§ Dataset extract
──────────────────────────────
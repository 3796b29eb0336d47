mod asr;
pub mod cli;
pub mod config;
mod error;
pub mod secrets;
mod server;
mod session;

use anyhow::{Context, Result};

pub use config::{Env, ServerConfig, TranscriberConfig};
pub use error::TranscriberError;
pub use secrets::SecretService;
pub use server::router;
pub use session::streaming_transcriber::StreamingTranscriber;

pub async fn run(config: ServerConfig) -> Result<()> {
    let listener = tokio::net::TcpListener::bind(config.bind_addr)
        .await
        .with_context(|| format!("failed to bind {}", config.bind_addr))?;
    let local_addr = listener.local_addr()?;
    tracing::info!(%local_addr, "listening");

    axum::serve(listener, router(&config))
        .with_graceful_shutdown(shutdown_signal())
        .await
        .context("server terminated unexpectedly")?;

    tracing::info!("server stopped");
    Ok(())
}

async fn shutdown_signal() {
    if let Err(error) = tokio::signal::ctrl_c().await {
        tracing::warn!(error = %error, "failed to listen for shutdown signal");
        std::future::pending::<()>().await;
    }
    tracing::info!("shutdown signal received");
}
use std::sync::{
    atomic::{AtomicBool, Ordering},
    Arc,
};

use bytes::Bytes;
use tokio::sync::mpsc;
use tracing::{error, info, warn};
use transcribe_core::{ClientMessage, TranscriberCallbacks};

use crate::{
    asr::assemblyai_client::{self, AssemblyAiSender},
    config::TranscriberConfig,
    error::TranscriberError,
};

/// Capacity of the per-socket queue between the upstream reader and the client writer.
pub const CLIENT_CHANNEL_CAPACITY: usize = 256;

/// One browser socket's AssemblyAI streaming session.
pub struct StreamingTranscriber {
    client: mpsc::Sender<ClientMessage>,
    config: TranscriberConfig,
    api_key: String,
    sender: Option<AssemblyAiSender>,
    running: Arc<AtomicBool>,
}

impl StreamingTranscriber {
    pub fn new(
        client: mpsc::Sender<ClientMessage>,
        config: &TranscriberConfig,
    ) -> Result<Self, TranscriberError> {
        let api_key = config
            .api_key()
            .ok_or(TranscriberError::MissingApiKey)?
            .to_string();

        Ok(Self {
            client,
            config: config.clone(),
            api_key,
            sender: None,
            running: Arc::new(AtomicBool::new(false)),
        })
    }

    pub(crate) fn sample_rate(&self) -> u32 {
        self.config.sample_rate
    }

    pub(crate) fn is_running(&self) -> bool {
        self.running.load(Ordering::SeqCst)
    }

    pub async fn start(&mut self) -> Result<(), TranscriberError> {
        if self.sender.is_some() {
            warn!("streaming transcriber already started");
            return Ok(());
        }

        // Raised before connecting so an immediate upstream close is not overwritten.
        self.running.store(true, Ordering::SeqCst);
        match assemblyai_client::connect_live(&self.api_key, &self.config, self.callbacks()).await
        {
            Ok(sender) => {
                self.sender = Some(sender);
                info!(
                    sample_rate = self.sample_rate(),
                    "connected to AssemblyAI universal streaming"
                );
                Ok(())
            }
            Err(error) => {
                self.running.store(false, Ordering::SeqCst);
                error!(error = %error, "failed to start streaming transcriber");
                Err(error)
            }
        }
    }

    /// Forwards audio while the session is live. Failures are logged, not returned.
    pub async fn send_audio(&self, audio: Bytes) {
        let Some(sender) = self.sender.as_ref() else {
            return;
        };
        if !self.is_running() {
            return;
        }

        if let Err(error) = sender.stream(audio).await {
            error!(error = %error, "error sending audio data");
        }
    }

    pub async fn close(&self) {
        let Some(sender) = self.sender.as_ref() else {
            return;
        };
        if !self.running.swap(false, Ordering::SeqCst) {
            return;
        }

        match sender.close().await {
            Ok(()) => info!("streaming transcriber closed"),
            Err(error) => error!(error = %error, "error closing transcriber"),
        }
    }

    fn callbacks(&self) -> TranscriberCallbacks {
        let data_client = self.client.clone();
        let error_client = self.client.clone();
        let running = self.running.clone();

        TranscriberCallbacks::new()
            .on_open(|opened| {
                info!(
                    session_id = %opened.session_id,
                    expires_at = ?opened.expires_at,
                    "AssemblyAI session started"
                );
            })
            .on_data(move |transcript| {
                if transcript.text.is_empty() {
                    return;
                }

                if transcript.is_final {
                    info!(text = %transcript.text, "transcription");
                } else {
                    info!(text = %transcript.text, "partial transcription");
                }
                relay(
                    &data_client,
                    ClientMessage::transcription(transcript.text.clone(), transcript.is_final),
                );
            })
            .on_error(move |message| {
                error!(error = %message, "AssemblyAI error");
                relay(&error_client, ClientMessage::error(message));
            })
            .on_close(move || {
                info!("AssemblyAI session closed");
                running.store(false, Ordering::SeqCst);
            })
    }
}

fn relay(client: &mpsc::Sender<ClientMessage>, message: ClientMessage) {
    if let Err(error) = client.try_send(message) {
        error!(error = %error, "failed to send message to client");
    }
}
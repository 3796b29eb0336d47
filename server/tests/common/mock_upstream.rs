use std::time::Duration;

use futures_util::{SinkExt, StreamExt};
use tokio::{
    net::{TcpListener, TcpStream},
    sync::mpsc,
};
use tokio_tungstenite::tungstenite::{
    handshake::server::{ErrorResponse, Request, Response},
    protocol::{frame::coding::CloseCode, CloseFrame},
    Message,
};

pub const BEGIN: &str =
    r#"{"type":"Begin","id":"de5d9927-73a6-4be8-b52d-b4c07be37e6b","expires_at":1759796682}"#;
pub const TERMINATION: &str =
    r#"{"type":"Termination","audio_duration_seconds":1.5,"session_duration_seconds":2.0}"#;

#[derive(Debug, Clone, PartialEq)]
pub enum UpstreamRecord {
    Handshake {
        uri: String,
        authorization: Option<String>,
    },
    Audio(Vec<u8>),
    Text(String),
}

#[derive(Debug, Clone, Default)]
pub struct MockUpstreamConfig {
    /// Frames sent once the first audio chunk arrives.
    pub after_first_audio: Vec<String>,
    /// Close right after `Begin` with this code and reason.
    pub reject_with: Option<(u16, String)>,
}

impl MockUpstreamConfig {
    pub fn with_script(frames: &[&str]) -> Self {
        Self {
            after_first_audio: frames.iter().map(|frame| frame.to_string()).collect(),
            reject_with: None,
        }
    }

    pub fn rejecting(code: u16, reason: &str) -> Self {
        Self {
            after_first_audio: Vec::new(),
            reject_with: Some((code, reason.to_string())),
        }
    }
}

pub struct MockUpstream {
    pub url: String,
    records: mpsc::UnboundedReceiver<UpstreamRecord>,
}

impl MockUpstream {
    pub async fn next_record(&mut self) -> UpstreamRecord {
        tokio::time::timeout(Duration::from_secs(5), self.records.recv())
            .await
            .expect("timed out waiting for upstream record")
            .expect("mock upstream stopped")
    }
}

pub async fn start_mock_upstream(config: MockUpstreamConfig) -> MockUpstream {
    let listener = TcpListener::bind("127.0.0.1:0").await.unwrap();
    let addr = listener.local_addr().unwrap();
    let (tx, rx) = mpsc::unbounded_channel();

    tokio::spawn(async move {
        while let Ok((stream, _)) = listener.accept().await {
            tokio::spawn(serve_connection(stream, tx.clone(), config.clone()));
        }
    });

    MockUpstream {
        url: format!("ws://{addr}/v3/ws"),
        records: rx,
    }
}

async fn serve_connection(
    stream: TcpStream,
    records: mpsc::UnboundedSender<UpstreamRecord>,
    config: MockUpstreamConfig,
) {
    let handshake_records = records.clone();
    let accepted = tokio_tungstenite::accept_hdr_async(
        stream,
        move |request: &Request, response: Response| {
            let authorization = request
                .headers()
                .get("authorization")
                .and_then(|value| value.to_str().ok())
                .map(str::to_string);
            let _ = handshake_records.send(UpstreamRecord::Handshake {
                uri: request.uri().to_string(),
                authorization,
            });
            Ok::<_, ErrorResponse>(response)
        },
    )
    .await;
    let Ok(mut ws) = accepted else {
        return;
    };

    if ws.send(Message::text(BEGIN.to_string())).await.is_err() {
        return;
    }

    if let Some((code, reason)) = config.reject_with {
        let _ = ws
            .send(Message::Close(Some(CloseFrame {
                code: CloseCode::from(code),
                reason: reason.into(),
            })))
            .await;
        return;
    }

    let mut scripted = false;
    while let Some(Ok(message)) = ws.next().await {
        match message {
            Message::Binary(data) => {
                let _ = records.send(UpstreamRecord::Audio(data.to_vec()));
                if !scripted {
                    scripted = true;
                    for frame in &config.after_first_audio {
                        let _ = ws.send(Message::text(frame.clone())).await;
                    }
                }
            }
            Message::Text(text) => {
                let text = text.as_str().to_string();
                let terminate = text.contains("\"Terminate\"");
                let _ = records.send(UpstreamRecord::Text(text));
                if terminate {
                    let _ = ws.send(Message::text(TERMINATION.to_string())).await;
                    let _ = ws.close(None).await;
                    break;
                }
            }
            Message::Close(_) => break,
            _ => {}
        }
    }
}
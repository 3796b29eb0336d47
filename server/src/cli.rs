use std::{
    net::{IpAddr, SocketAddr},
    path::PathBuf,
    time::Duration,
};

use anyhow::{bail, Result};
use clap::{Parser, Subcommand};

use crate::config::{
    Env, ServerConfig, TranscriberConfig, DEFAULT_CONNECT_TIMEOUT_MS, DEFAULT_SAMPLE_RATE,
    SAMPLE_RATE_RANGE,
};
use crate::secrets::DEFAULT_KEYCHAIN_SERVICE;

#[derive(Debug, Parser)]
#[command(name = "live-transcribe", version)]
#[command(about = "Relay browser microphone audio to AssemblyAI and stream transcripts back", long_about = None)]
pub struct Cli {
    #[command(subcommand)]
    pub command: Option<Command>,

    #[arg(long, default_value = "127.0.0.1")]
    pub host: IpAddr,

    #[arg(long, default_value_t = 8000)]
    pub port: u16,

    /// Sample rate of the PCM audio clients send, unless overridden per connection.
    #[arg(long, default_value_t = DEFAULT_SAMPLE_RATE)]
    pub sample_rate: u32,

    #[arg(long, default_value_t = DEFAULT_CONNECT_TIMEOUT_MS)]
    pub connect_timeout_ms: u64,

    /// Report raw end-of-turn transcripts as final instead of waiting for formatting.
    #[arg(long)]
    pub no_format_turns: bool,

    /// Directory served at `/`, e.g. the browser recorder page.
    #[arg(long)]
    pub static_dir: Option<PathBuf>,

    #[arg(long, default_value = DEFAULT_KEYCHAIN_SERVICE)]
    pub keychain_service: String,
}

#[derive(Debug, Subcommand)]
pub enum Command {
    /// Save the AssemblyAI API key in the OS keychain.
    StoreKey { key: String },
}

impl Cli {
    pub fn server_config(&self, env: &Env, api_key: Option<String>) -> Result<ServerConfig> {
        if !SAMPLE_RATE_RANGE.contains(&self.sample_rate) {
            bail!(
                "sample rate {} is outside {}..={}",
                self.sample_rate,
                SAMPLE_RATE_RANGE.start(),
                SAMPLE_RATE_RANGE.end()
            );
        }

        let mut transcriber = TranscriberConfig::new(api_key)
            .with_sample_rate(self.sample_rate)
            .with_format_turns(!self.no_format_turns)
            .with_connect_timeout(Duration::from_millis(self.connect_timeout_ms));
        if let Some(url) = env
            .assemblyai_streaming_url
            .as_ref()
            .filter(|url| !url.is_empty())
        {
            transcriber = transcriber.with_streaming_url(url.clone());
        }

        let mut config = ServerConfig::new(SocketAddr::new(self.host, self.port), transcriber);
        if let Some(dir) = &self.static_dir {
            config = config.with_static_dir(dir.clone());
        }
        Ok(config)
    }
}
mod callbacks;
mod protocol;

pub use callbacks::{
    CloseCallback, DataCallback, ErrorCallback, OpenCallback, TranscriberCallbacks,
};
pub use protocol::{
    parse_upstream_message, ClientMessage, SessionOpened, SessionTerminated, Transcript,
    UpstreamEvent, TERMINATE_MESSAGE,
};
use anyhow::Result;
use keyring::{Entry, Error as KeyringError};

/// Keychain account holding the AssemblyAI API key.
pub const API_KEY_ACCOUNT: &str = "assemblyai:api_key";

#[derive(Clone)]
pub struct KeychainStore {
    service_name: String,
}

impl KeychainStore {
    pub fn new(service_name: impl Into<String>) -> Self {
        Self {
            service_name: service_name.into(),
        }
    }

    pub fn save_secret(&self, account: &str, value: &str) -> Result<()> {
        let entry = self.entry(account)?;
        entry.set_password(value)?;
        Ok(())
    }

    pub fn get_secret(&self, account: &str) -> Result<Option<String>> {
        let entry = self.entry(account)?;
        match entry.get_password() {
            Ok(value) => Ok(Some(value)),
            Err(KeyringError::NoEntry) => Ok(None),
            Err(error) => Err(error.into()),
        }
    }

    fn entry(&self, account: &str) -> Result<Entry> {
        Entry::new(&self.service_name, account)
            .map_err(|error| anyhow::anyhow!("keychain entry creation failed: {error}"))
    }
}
──────────────────────────────
§ Exercise aim
Return, from the data, each line that has the word "true" in it.

§ Written response
        self.running.store(true, Ordering::SeqCst);
                    scripted = true;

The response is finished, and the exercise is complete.